You’d be surprised how many conversations I’ve had on the topic of the fiscal cliff.
I’ve talked to some people who are pretty smart about this sort of stuff. Almost to a person, they say that the Republicans and Democrats will get right to the edge, and then negotiate a way to avoid it.
I don’t think so. I think they appear to want to go over the edge. I believe the “fiscal cliff” provides cover for these cowardly legislators who can’t risk angering their bases but recognize this country must increase revenues and cut spending.
In a way, it’s the opposite of what happened when the Reno City Council decided to rethink the popular blackmail payout on the Aces Stadium.
To me, the fiscal cliff is more like a fiscal reboot, and like a reboot on a computer, it will either solve a processor issue or, if the computer happens to be updating the operating system, can brick the whole thing. Hate to say it, but our tepid economic recovery is easily comparable to an update of the OS.
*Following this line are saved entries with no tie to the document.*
impl SchedulerHandle {
    /// Hands a new fibre to the scheduler via its move channel. The fibre
    /// joins its priority queue on the scheduler's next tick.
    ///
    /// Fails when the move channel is saturated, returning the fibre intact.
    pub fn start(&self, fibre: Fibre, priority: i32, name: &str) -> Result<FibreId, Fibre> {
        fibre.set_priority(priority);
        if !name.is_empty() {
            fibre.set_name(name);
        }
        let id = fibre.id();
        self.move_channel.try_push(fibre).map(|()| id)
    }
}

impl MoveSink for SchedulerHandle {
    fn deliver(&self, fibre: Fibre, priority: Option<i32>) -> Result<(), Fibre> {
        let previous = fibre.priority();
        if let Some(priority) = priority {
            fibre.set_priority(priority);
        }
        self.move_channel.try_push(fibre).map_err(|fibre| {
            fibre.set_priority(previous);
            fibre
        })
    }
}

impl SchedulerType for SchedulerHandle {
    fn move_fibre(&self, fibre: Fibre, priority: Option<i32>) -> Result<(), Fibre> {
        self.deliver(fibre, priority)
    }

    fn move_endpoint(&self) -> MoveEndpoint {
        MoveEndpoint::new(Arc::new(self.clone()))
    }
}

impl std::fmt::Debug for SchedulerHandle {
    fn fmt(&self, f: &mut std::fmt::Formatter<'_>) -> std::fmt::Result {
        f.debug_struct("SchedulerHandle").finish_non_exhaustive()
    }
}
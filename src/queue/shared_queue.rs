//! Bounded lock-free MPMC fibre queue.

use crate::fibre::Fibre;
use crossbeam_queue::ArrayQueue;

/// A fixed-capacity, lock-free, multi-producer multi-consumer queue of
/// fibres, labelled with the priority level it serves.
///
/// Every live fibre is owned by exactly one place at any instant: a [`Fibre`]
/// wrapper somewhere, or a slot in one of these queues. [`try_push`]
/// transfers ownership in on success and hands the wrapper back intact on
/// failure, so a saturated queue never loses a fibre.
///
/// Thread pools use one per priority level; single-threaded schedulers use
/// one as their inbound move channel.
///
/// [`try_push`]: Self::try_push
pub struct SharedQueue {
    queue: ArrayQueue<Fibre>,
    priority: i32,
}

impl SharedQueue {
    /// Creates a queue for `priority` holding at most `capacity` fibres.
    #[must_use]
    pub fn new(priority: i32, capacity: usize) -> Self {
        Self {
            queue: ArrayQueue::new(capacity.max(1)),
            priority,
        }
    }

    /// The priority level this queue serves.
    #[must_use]
    pub fn priority(&self) -> i32 {
        self.priority
    }

    /// Approximate number of queued fibres.
    #[must_use]
    pub fn len(&self) -> usize {
        self.queue.len()
    }

    /// Approximate emptiness.
    #[must_use]
    pub fn is_empty(&self) -> bool {
        self.queue.is_empty()
    }

    /// Attempts to enqueue `fibre`. On success ownership transfers into the
    /// queue; on failure (queue full) the fibre comes back unchanged.
    pub fn try_push(&self, fibre: Fibre) -> Result<(), Fibre> {
        self.queue.push(fibre)
    }

    /// Removes and returns the oldest fibre, or `None` when empty.
    pub fn pop(&self) -> Option<Fibre> {
        self.queue.pop()
    }

    /// Drains and drops every queued fibre.
    pub fn clear(&self) {
        while self.queue.pop().is_some() {}
    }
}

impl std::fmt::Debug for SharedQueue {
    fn fmt(&self, f: &mut std::fmt::Formatter<'_>) -> std::fmt::Result {
        f.debug_struct("SharedQueue")
            .field("priority", &self.priority)
            .field("len", &self.len())
            .field("capacity", &self.queue.capacity())
            .finish()
    }
}
//! Cross-scheduler migration.
//!
//! Any driver that can accept ownership of a fibre implements
//! [`SchedulerType`]. A fibre awaiting [`move_to`](crate::suspend::move_to)
//! captures the target's [`MoveEndpoint`] - a cheap, clonable, `'static`
//! handle - in its promise; the source driver invokes it right after the next
//! resume. Delivery either succeeds (ownership transfers, the source sees
//! [`ResumeMode::Moved`](crate::ResumeMode::Moved)) or fails with the fibre
//! handed back for a retry on the following tick.

use crate::fibre::Fibre;
use std::sync::Arc;

/// Destination-side delivery of a migrating fibre.
pub(crate) trait MoveSink: Send + Sync {
    /// Takes ownership of `fibre`, optionally overriding its priority on
    /// arrival. On failure the fibre is returned to the caller unchanged.
    fn deliver(&self, fibre: Fibre, priority: Option<i32>) -> Result<(), Fibre>;
}

/// A clonable handle through which fibres are delivered to a scheduler.
///
/// Obtained from [`SchedulerType::move_endpoint`]; held by pending moves
/// across suspensions and threads.
#[derive(Clone)]
pub struct MoveEndpoint {
    sink: Arc<dyn MoveSink>,
}

impl MoveEndpoint {
    pub(crate) fn new(sink: Arc<dyn MoveSink>) -> Self {
        Self { sink }
    }

    pub(crate) fn deliver(&self, fibre: Fibre, priority: Option<i32>) -> Result<(), Fibre> {
        self.sink.deliver(fibre, priority)
    }
}

impl std::fmt::Debug for MoveEndpoint {
    fn fmt(&self, f: &mut std::fmt::Formatter<'_>) -> std::fmt::Result {
        f.debug_struct("MoveEndpoint").finish_non_exhaustive()
    }
}

/// A scheduler that fibres can migrate to.
pub trait SchedulerType {
    /// Attempts to take ownership of `fibre`, optionally overriding its
    /// priority on arrival. Failure (a saturated inbound channel) returns the
    /// fibre intact so the source can retry.
    fn move_fibre(&self, fibre: Fibre, priority: Option<i32>) -> Result<(), Fibre>;

    /// Returns the delivery handle a pending move holds across suspension.
    fn move_endpoint(&self) -> MoveEndpoint;
}

impl SchedulerType for MoveEndpoint {
    fn move_fibre(&self, fibre: Fibre, priority: Option<i32>) -> Result<(), Fibre> {
        self.deliver(fibre, priority)
    }

    fn move_endpoint(&self) -> MoveEndpoint {
        self.clone()
    }
}

/// A deferred transfer captured on a fibre's promise at the `move_to`
/// suspension point.
pub(crate) struct PendingMove {
    endpoint: MoveEndpoint,
    priority: Option<i32>,
}

impl PendingMove {
    pub(crate) fn new(endpoint: MoveEndpoint, priority: Option<i32>) -> Self {
        Self { endpoint, priority }
    }

    /// Attempts the transfer. `Err` hands the fibre back so the pending move
    /// can be restored for the next tick.
    pub(crate) fn attempt(&self, fibre: Fibre) -> Result<(), Fibre> {
        self.endpoint.deliver(fibre, self.priority)
    }
}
I think those Democrats are planning to take up filibuster reform after the first of the year—right after the fiscal cliff is either avoided or embraced—because then they can immediately reinstate the middle class tax cuts, increase tax rates on the top 2 percent of Americans, add more stimulus money, close tax loopholes—there’s a whole laundry list of spending and cutting favorites in the Democratic playbook—all anyone has to look at is the “deal” Obama offered to Boehner on Nov. 29.
Think those House Republicans will stand with their Senate cohorts and continue to block legislation when their constituents are suddenly paying more in taxes, losing their jobs, seeing businesses close? Fat chance.
But we’ll see. This is all conjecture. Nobody really knows what unholy deals are being made behind closed doors on Capitol Hill.